Saved entries
+---+
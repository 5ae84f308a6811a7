//! In-process adapters. They back the black-box tests and local runs without Postgres,
//! and keep the same compare-and-swap guarantees as the database adapters by doing every
//! state transition under one lock.

pub mod refresh_token_repo;
pub mod user_repo;
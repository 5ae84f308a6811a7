use crate::domain::auth::RefreshToken;
use time::OffsetDateTime;

#[derive(sqlx::FromRow)]
pub(crate) struct RefreshTokenRecord {
    pub(crate) id: i64,
    pub(crate) token_hash: String,
    pub(crate) user_id: i64,
    pub(crate) jwt_id: String,
    pub(crate) is_used: bool,
    pub(crate) is_revoked: bool,
    pub(crate) added_date: OffsetDateTime,
    pub(crate) expiry_date: OffsetDateTime,
}

impl From<RefreshTokenRecord> for RefreshToken {
    fn from(record: RefreshTokenRecord) -> Self {
        Self {
            id: record.id,
            token_hash: record.token_hash,
            user_id: record.user_id,
            jwt_id: record.jwt_id,
            is_used: record.is_used,
            is_revoked: record.is_revoked,
            added_date: record.added_date,
            expiry_date: record.expiry_date,
        }
    }
}
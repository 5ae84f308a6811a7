use crate::domain::user::User;

#[derive(sqlx::FromRow)]
pub(crate) struct UserRecord {
    pub(crate) id: i64,
    pub(crate) username: String,
    pub(crate) email: String,
    pub(crate) first_name: String,
    pub(crate) last_name: String,
    pub(crate) password_hash: String,
}

impl From<UserRecord> for User {
    fn from(record: UserRecord) -> Self {
        Self {
            id: record.id,
            username: record.username,
            email: record.email,
            first_name: record.first_name,
            last_name: record.last_name,
            password_hash: record.password_hash,
            roles: None,
        }
    }
}
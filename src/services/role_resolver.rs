use crate::domain::user::User;
use crate::error::Result;
use crate::services::user_directory::UserDirectory;
use std::collections::BTreeSet;
use std::sync::Arc;

#[derive(Clone, Debug)]
pub struct RoleResolver {
    directory: Arc<dyn UserDirectory>,
    admin_role: String,
}

impl RoleResolver {
    #[must_use]
    pub fn new(directory: Arc<dyn UserDirectory>, admin_role: &str) -> Self {
        Self { directory, admin_role: admin_role.to_lowercase() }
    }

    /// Role names of the user's active assignments, taken from `user` when already
    /// materialized and fetched from the directory otherwise.
    ///
    /// # Errors
    /// Returns `AppError::Database` if the directory lookup fails.
    #[tracing::instrument(level = "debug", skip(self, user), fields(user_id = user.id), err)]
    pub async fn resolve(&self, user: &User) -> Result<BTreeSet<String>> {
        match &user.roles {
            Some(roles) => Ok(roles.clone()),
            None => self.directory.fetch_active_roles(user.id).await,
        }
    }

    #[must_use]
    pub fn is_privileged(&self, roles: &BTreeSet<String>) -> bool {
        roles.iter().any(|role| role.to_lowercase() == self.admin_role)
    }
}
use crate::error::{AppError, Result};
use argon2::{
    Argon2,
    password_hash::{PasswordHash, PasswordHasher, PasswordVerifier, SaltString},
};
use base64::Engine;
use rand::{RngCore, rngs::OsRng};
use serde::{Deserialize, Serialize};
use sha2::{Digest, Sha256};
use time::OffsetDateTime;

/// Number of random bytes behind every refresh token value.
pub const REFRESH_TOKEN_BYTES: usize = 64;

/// Upper bound accepted for the access token lifetime.
pub const MAX_ACCESS_TOKEN_TTL_MINUTES: i64 = 60 * 24 * 30;

/// Upper bound accepted for the refresh token lifetime.
pub const MAX_REFRESH_TOKEN_TTL_DAYS: i64 = 3650;

const SECONDS_PER_DAY: i64 = 86_400;

/// Access token payload.
///
/// Every field defaults when absent so that a structurally valid token with missing
/// claims still parses; callers that need a claim check for it explicitly.
#[derive(Debug, Clone, Default, PartialEq, Eq, Serialize, Deserialize)]
#[serde(default)]
pub struct Claims {
    pub sub: String,
    pub unique_name: String,
    pub email: String,
    pub jti: String,
    #[serde(rename = "role")]
    pub roles: Vec<String>,
    #[serde(skip_serializing_if = "Option::is_none")]
    pub iss: Option<String>,
    #[serde(skip_serializing_if = "Option::is_none")]
    pub aud: Option<String>,
    pub iat: i64,
    pub exp: i64,
}

impl Claims {
    /// The subject as a user id, if it is one.
    #[must_use]
    pub fn user_id(&self) -> Option<i64> {
        self.sub.parse().ok()
    }

    #[must_use]
    pub fn jwt_id(&self) -> Option<&str> {
        (!self.jti.is_empty()).then_some(self.jti.as_str())
    }
}

#[derive(Debug, Clone, PartialEq, Eq)]
pub struct RefreshToken {
    pub id: i64,
    pub token_hash: String,
    pub user_id: i64,
    pub jwt_id: String,
    pub is_used: bool,
    pub is_revoked: bool,
    pub added_date: OffsetDateTime,
    pub expiry_date: OffsetDateTime,
}

impl RefreshToken {
    /// Not used, not revoked, and not past its expiry at `now`.
    #[must_use]
    pub fn is_active_at(&self, now: OffsetDateTime) -> bool {
        !self.is_used && !self.is_revoked && now <= self.expiry_date
    }

    #[must_use]
    pub fn is_active(&self) -> bool {
        self.is_active_at(OffsetDateTime::now_utc())
    }
}

/// A freshly persisted refresh token together with the raw value handed to the client.
/// The raw value exists only here; storage keeps its hash.
#[derive(Debug, Clone)]
pub struct IssuedRefreshToken {
    pub token: String,
    pub record: RefreshToken,
}

/// `ttl_days` after `added_date`, or `None` when the result is not representable.
#[must_use]
pub fn expiry_after_days(added_date: OffsetDateTime, ttl_days: i64) -> Option<OffsetDateTime> {
    ttl_days.checked_mul(SECONDS_PER_DAY).and_then(|secs| added_date.checked_add(time::Duration::seconds(secs)))
}

/// Generates a cryptographically secure random string (64 bytes -> Base64).
#[must_use]
pub fn generate_opaque_token() -> String {
    let mut bytes = [0u8; REFRESH_TOKEN_BYTES];
    OsRng.fill_bytes(&mut bytes);
    base64::engine::general_purpose::URL_SAFE_NO_PAD.encode(bytes)
}

/// Hashes a token using SHA-256 for secure storage.
#[must_use]
pub fn hash_token(token: &str) -> String {
    let mut hasher = Sha256::new();
    hasher.update(token.as_bytes());
    hex::encode(hasher.finalize())
}

/// # Errors
/// Returns `AppError::Internal` if hashing fails.
pub fn hash_password(password: &str) -> Result<String> {
    let salt = SaltString::generate(&mut OsRng);
    let password_hash =
        Argon2::default().hash_password(password.as_bytes(), &salt).map_err(|_| AppError::Internal)?.to_string();
    Ok(password_hash)
}

/// # Errors
/// Returns `AppError::Internal` if the stored hash is not a valid PHC string.
pub fn verify_password(password: &str, password_hash: &str) -> Result<bool> {
    let parsed_hash = PasswordHash::new(password_hash).map_err(|_| AppError::Internal)?;
    Ok(Argon2::default().verify_password(password.as_bytes(), &parsed_hash).is_ok())
}
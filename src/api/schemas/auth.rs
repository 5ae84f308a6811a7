use serde::{Deserialize, Serialize};

#[derive(Deserialize)]
pub struct Login {
    pub username: String,
    pub password: String,
}

#[derive(Deserialize)]
#[serde(rename_all = "camelCase")]
pub struct Refresh {
    pub access_token: String,
    pub refresh_token: String,
}

#[derive(Deserialize)]
pub struct Validate {
    pub token: String,
}

#[derive(Serialize)]
#[serde(rename_all = "camelCase")]
pub struct UserSummary {
    pub id: i64,
    pub username: String,
    pub email: String,
    pub first_name: String,
    pub last_name: String,
    pub roles: Vec<String>,
}

#[derive(Serialize)]
#[serde(rename_all = "camelCase")]
pub struct AuthSession {
    pub token: String,
    pub refresh_token: String,
    pub expires_at: i64,
    pub user: UserSummary,
    pub redirect_to: String,
}

#[derive(Serialize)]
#[serde(rename_all = "camelCase")]
pub struct TokenStatus {
    pub valid: bool,
    #[serde(skip_serializing_if = "Option::is_none")]
    pub user_id: Option<i64>,
    #[serde(skip_serializing_if = "Option::is_none")]
    pub username: Option<String>,
    pub remaining_seconds: i64,
}

#[derive(Serialize)]
pub struct Revocation {
    pub revoked: bool,
}
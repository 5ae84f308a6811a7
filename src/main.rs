#![forbid(unsafe_code)]
#![warn(clippy::all)]
#![warn(clippy::pedantic)]
#![warn(clippy::nursery)]
#![warn(clippy::unwrap_used)]
#![warn(clippy::todo)]
#![warn(clippy::panic)]
#![warn(clippy::dbg_macro)]
#![warn(clippy::print_stdout)]
#![warn(clippy::print_stderr)]
#![warn(clippy::clone_on_ref_ptr)]
#![warn(unreachable_pub)]
#![warn(missing_debug_implementations)]
#![warn(unused_qualifications)]
#![deny(unused_must_use)]

use gatehouse_server::config::Config;
use gatehouse_server::{adapters, telemetry};
use std::net::SocketAddr;
use std::time::Duration;
use tokio::sync::watch;
use tracing::Instrument;

#[tokio::main]
async fn main() -> anyhow::Result<()> {
    let config = Config::load();
    telemetry::init_telemetry(&config.telemetry)?;

    let boot_span = tracing::info_span!("boot_server");
    let (listener, app_router) = async {
        let pool = adapters::database::init_pool(&config.database).await?;
        gatehouse_server::run_migrations(&pool).await?;

        let auth_service = gatehouse_server::postgres_auth_service(config.auth.clone(), &pool)?;
        let app_router = gatehouse_server::api::app_router(auth_service);

        let addr: SocketAddr = format!("{}:{}", config.server.host, config.server.port).parse()?;
        let listener = tokio::net::TcpListener::bind(addr).await?;
        tracing::info!(address = %addr, "listening");

        Ok::<_, anyhow::Error>((listener, app_router))
    }
    .instrument(boot_span)
    .await?;

    let shutdown_timeout = Duration::from_secs(config.server.shutdown_timeout_secs);
    let (shutdown_tx, shutdown_rx) = watch::channel(false);
    gatehouse_server::spawn_signal_handler(shutdown_tx);

    let mut server_rx = shutdown_rx.clone();
    let server = axum::serve(listener, app_router.into_make_service_with_connect_info::<SocketAddr>())
        .with_graceful_shutdown(async move {
            let _ = server_rx.wait_for(|&s| s).await;
        });

    let mut drain_rx = shutdown_rx;
    let drain_deadline = async move {
        let _ = drain_rx.wait_for(|&s| s).await;
        tokio::time::sleep(shutdown_timeout).await;
    };

    tokio::select! {
        result = server => {
            if let Err(e) = result {
                tracing::error!(error = %e, "Server error");
            }
        }
        () = drain_deadline => {
            tracing::warn!("Timeout waiting for in-flight requests to finish.");
        }
    }

    Ok(())
}
#![allow(clippy::unwrap_used, unreachable_pub)]
mod common;

use gatehouse_server::adapters::database::DbPool;
use gatehouse_server::adapters::database::refresh_token_repo::PgRefreshTokenStore;
use gatehouse_server::adapters::database::user_repo::PgUserDirectory;
use gatehouse_server::domain::auth::hash_token;
use gatehouse_server::services::refresh_token_store::RefreshTokenStore;
use gatehouse_server::services::user_directory::UserDirectory;
use std::collections::BTreeSet;
use std::sync::Arc;
use uuid::Uuid;

async fn create_user(pool: &DbPool, is_active: bool) -> (i64, String) {
    let username = format!("user_{}", Uuid::new_v4().simple());
    let id = sqlx::query_scalar::<_, i64>(
        r"
        INSERT INTO users (username, email, first_name, last_name, password_hash, is_active)
        VALUES ($1, $2, 'Test', 'User', 'unused', $3)
        RETURNING id
        ",
    )
    .bind(&username)
    .bind(format!("{username}@example.com"))
    .bind(is_active)
    .fetch_one(pool)
    .await
    .unwrap();

    (id, username)
}

async fn assign_role(pool: &DbPool, user_id: i64, role_active: bool, assignment_active: bool) -> String {
    let name = format!("role_{}", Uuid::new_v4().simple());
    let role_id = sqlx::query_scalar::<_, i64>("INSERT INTO roles (name, is_active) VALUES ($1, $2) RETURNING id")
        .bind(&name)
        .bind(role_active)
        .fetch_one(pool)
        .await
        .unwrap();

    sqlx::query("INSERT INTO user_roles (user_id, role_id, is_active) VALUES ($1, $2, $3)")
        .bind(user_id)
        .bind(role_id)
        .bind(assignment_active)
        .execute(pool)
        .await
        .unwrap();

    name
}

#[tokio::test]
async fn test_create_stores_only_the_hash() {
    let pool = common::get_test_pool().await;
    let store = PgRefreshTokenStore::new(pool.clone());
    let (user_id, _) = create_user(&pool, true).await;

    let issued = store.create(user_id, "jti-1", 7).await.unwrap();

    let stored: String = sqlx::query_scalar("SELECT token_hash FROM refresh_tokens WHERE id = $1")
        .bind(issued.record.id)
        .fetch_one(&pool)
        .await
        .unwrap();
    assert_eq!(stored, hash_token(&issued.token));
    assert_ne!(stored, issued.token);

    let found = store.find_by_token(&issued.token).await.unwrap().unwrap();
    assert_eq!(found.id, issued.record.id);
    assert_eq!(found.jwt_id, "jti-1");
    assert!(found.is_active());
    assert!(store.find_by_token("unknown").await.unwrap().is_none());
}

#[tokio::test(flavor = "multi_thread", worker_threads = 4)]
async fn test_concurrent_rotate_has_single_winner() {
    let pool = common::get_test_pool().await;
    let store = Arc::new(PgRefreshTokenStore::new(pool.clone()));
    let (user_id, _) = create_user(&pool, true).await;

    for round in 0..10 {
        let issued = store.create(user_id, &format!("jti-{round}"), 7).await.unwrap();

        let attempts: Vec<_> = (0..8)
            .map(|i| {
                let store = Arc::clone(&store);
                let id = issued.record.id;
                tokio::spawn(async move { store.rotate(id, &format!("next-{round}-{i}"), 7).await })
            })
            .collect();

        let mut winners = Vec::new();
        for attempt in attempts {
            if let Some(next) = attempt.await.unwrap().unwrap() {
                winners.push(next);
            }
        }

        assert_eq!(winners.len(), 1, "round {round}: exactly one rotation must succeed");
        assert_eq!(winners[0].record.user_id, user_id);
        assert!(store.find_by_token(&winners[0].token).await.unwrap().unwrap().is_active());

        let successors: i64 = sqlx::query_scalar("SELECT COUNT(*) FROM refresh_tokens WHERE jwt_id LIKE $1")
            .bind(format!("next-{round}-%"))
            .fetch_one(&pool)
            .await
            .unwrap();
        assert_eq!(successors, 1, "losers must not write a successor");

        let original = store.find_by_token(&issued.token).await.unwrap().unwrap();
        assert!(original.is_used);
    }
}

#[tokio::test]
async fn test_expired_row_cannot_be_used_or_rotated() {
    let pool = common::get_test_pool().await;
    let store = PgRefreshTokenStore::new(pool.clone());
    let (user_id, _) = create_user(&pool, true).await;

    let expired = store.create(user_id, "jti-expired", -1).await.unwrap();

    assert!(!store.mark_used(expired.record.id).await.unwrap());
    assert!(store.rotate(expired.record.id, "jti-next", 7).await.unwrap().is_none());

    let found = store.find_by_token(&expired.token).await.unwrap().unwrap();
    assert!(!found.is_used);
    assert!(!found.is_active());
}

#[tokio::test]
async fn test_mark_used_only_succeeds_once() {
    let pool = common::get_test_pool().await;
    let store = PgRefreshTokenStore::new(pool.clone());
    let (user_id, _) = create_user(&pool, true).await;

    let issued = store.create(user_id, "jti-1", 7).await.unwrap();

    assert!(store.mark_used(issued.record.id).await.unwrap());
    assert!(!store.mark_used(issued.record.id).await.unwrap());
}

#[tokio::test]
async fn test_revoke_all_active_is_idempotent() {
    let pool = common::get_test_pool().await;
    let store = PgRefreshTokenStore::new(pool.clone());
    let (user_id, _) = create_user(&pool, true).await;
    let (other_id, _) = create_user(&pool, true).await;

    let used = store.create(user_id, "a", 7).await.unwrap();
    store.mark_used(used.record.id).await.unwrap();
    store.create(user_id, "b", 7).await.unwrap();
    store.create(user_id, "c", 7).await.unwrap();
    store.create(user_id, "d", -1).await.unwrap();
    let other = store.create(other_id, "e", 7).await.unwrap();

    assert_eq!(store.revoke_all_active(user_id).await.unwrap(), 2);
    assert_eq!(store.revoke_all_active(user_id).await.unwrap(), 0);

    assert!(store.find_by_token(&other.token).await.unwrap().unwrap().is_active());
    let used = store.find_by_token(&used.token).await.unwrap().unwrap();
    assert!(!used.is_revoked);
}

#[tokio::test]
async fn test_fetch_active_roles_skips_inactive_assignments_and_roles() {
    let pool = common::get_test_pool().await;
    let directory = PgUserDirectory::new(pool.clone());
    let (user_id, _) = create_user(&pool, true).await;

    let active = assign_role(&pool, user_id, true, true).await;
    assign_role(&pool, user_id, true, false).await;
    assign_role(&pool, user_id, false, true).await;

    let roles = directory.fetch_active_roles(user_id).await.unwrap();

    assert_eq!(roles, BTreeSet::from([active]));
}

#[tokio::test]
async fn test_directory_hides_inactive_users() {
    let pool = common::get_test_pool().await;
    let directory = PgUserDirectory::new(pool.clone());
    let (active_id, active_name) = create_user(&pool, true).await;
    let (inactive_id, inactive_name) = create_user(&pool, false).await;

    let user = directory.find_by_username(&active_name).await.unwrap().unwrap();
    assert_eq!(user.id, active_id);
    assert!(user.roles.is_none());
    assert_eq!(directory.find_by_id(active_id).await.unwrap().unwrap().username, active_name);

    assert!(directory.find_by_id(inactive_id).await.unwrap().is_none());
    assert!(directory.find_by_username(&inactive_name).await.unwrap().is_none());
}
use crate::api::AppState;
use crate::api::middleware::AuthUser;
use crate::api::schemas::auth::{
    AuthSession as AuthSessionSchema, Login, Refresh, Revocation, TokenStatus as TokenStatusSchema,
    UserSummary as UserSummarySchema, Validate,
};
use crate::domain::auth_session::{AuthSession, RefreshOutcome, TokenStatus};
use crate::error::{AppError, Result};
use axum::{Json, extract::State, response::IntoResponse};

pub async fn login(State(state): State<AppState>, Json(payload): Json<Login>) -> Result<impl IntoResponse> {
    let session = state.auth_service.login(&payload.username, &payload.password).await?;
    Ok(Json(map_session(session)))
}

pub async fn refresh(State(state): State<AppState>, Json(payload): Json<Refresh>) -> Result<impl IntoResponse> {
    match state.auth_service.refresh(&payload.access_token, &payload.refresh_token).await? {
        RefreshOutcome::Renewed(session) => Ok(Json(map_session(session))),
        RefreshOutcome::Invalid => Err(AppError::AuthError),
    }
}

pub async fn validate(State(state): State<AppState>, Json(payload): Json<Validate>) -> impl IntoResponse {
    Json(map_status(state.auth_service.validate(&payload.token)))
}

pub async fn logout(auth_user: AuthUser, State(state): State<AppState>) -> impl IntoResponse {
    let revoked = state.auth_service.revoke_all(auth_user.user_id).await;
    Json(Revocation { revoked })
}

fn map_session(session: AuthSession) -> AuthSessionSchema {
    AuthSessionSchema {
        token: session.token,
        refresh_token: session.refresh_token,
        expires_at: session.expires_at.unix_timestamp(),
        user: UserSummarySchema {
            id: session.user.id,
            username: session.user.username,
            email: session.user.email,
            first_name: session.user.first_name,
            last_name: session.user.last_name,
            roles: session.user.roles.into_iter().collect(),
        },
        redirect_to: session.redirect_to,
    }
}

fn map_status(status: TokenStatus) -> TokenStatusSchema {
    TokenStatusSchema {
        valid: status.valid,
        user_id: status.user_id,
        username: status.username,
        remaining_seconds: status.remaining_seconds,
    }
}
pub(crate) mod auth;
pub(crate) mod user;

pub(crate) use auth::RefreshTokenRecord;
pub(crate) use user::UserRecord;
+---+
### Task to carry out
Set the entries down again exactly, beginning with their first line and ending with the line that contains "impl From<UserRecord> for"; omit all other lines.

### Result for this exercise
repository 5ae84f308a6811a7
//! In-process adapters. They back the black-box tests and local runs without Postgres,
//! and keep the same compare-and-swap guarantees as the database adapters by doing every
//! state transition under one lock.

pub mod refresh_token_repo;
pub mod user_repo;
repository 5ae84f308a6811a7
use crate::domain::auth::RefreshToken;
use time::OffsetDateTime;

#[derive(sqlx::FromRow)]
pub(crate) struct RefreshTokenRecord {
    pub(crate) id: i64,
    pub(crate) token_hash: String,
    pub(crate) user_id: i64,
    pub(crate) jwt_id: String,
    pub(crate) is_used: bool,
    pub(crate) is_revoked: bool,
    pub(crate) added_date: OffsetDateTime,
    pub(crate) expiry_date: OffsetDateTime,
}

impl From<RefreshTokenRecord> for RefreshToken {
    fn from(record: RefreshTokenRecord) -> Self {
        Self {
            id: record.id,
            token_hash: record.token_hash,
            user_id: record.user_id,
            jwt_id: record.jwt_id,
            is_used: record.is_used,
            is_revoked: record.is_revoked,
            added_date: record.added_date,
            expiry_date: record.expiry_date,
        }
    }
}
repository 5ae84f308a6811a7
use crate::domain::user::User;

#[derive(sqlx::FromRow)]
pub(crate) struct UserRecord {
    pub(crate) id: i64,
    pub(crate) username: String,
    pub(crate) email: String,
    pub(crate) first_name: String,
    pub(crate) last_name: String,
    pub(crate) password_hash: String,
}

impl From<UserRecord> for User {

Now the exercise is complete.